▶

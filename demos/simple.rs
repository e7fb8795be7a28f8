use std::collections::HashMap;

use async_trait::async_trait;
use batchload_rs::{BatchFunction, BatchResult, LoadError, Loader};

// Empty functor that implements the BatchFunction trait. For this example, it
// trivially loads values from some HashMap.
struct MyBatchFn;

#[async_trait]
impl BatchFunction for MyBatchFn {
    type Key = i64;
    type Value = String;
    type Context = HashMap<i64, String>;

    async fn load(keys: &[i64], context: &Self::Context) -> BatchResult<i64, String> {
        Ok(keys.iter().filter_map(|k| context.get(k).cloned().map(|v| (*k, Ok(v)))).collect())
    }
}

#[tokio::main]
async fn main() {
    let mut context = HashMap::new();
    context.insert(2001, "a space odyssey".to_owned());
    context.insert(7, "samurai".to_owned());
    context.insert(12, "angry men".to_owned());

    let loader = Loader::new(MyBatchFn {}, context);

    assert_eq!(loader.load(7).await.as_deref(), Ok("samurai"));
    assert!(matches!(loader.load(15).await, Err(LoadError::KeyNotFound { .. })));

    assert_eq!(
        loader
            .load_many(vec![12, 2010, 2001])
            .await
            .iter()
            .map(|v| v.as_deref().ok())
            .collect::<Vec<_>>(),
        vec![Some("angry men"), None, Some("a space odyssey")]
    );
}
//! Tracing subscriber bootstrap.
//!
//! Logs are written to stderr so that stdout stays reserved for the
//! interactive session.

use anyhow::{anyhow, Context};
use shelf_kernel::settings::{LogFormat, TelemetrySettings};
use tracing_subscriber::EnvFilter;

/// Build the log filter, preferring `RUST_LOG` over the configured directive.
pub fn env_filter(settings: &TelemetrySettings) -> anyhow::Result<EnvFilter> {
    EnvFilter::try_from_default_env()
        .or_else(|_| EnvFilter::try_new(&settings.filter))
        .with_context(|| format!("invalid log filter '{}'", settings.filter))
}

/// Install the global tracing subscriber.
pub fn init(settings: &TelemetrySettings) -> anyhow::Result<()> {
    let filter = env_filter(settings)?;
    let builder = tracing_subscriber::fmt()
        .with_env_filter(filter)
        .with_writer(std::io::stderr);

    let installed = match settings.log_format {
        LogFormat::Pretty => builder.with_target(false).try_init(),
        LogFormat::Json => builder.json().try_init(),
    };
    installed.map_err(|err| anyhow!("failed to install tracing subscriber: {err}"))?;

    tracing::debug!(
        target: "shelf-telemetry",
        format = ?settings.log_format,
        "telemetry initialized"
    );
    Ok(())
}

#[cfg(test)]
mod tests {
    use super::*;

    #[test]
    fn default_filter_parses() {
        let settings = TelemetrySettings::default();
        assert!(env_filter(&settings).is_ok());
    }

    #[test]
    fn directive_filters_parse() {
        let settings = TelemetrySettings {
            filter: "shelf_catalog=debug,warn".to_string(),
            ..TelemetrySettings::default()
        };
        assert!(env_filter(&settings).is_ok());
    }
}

◀

Activity: How many lines in the listing contain the string "HashMap"? Please answer with the number and no other words.

Response: 4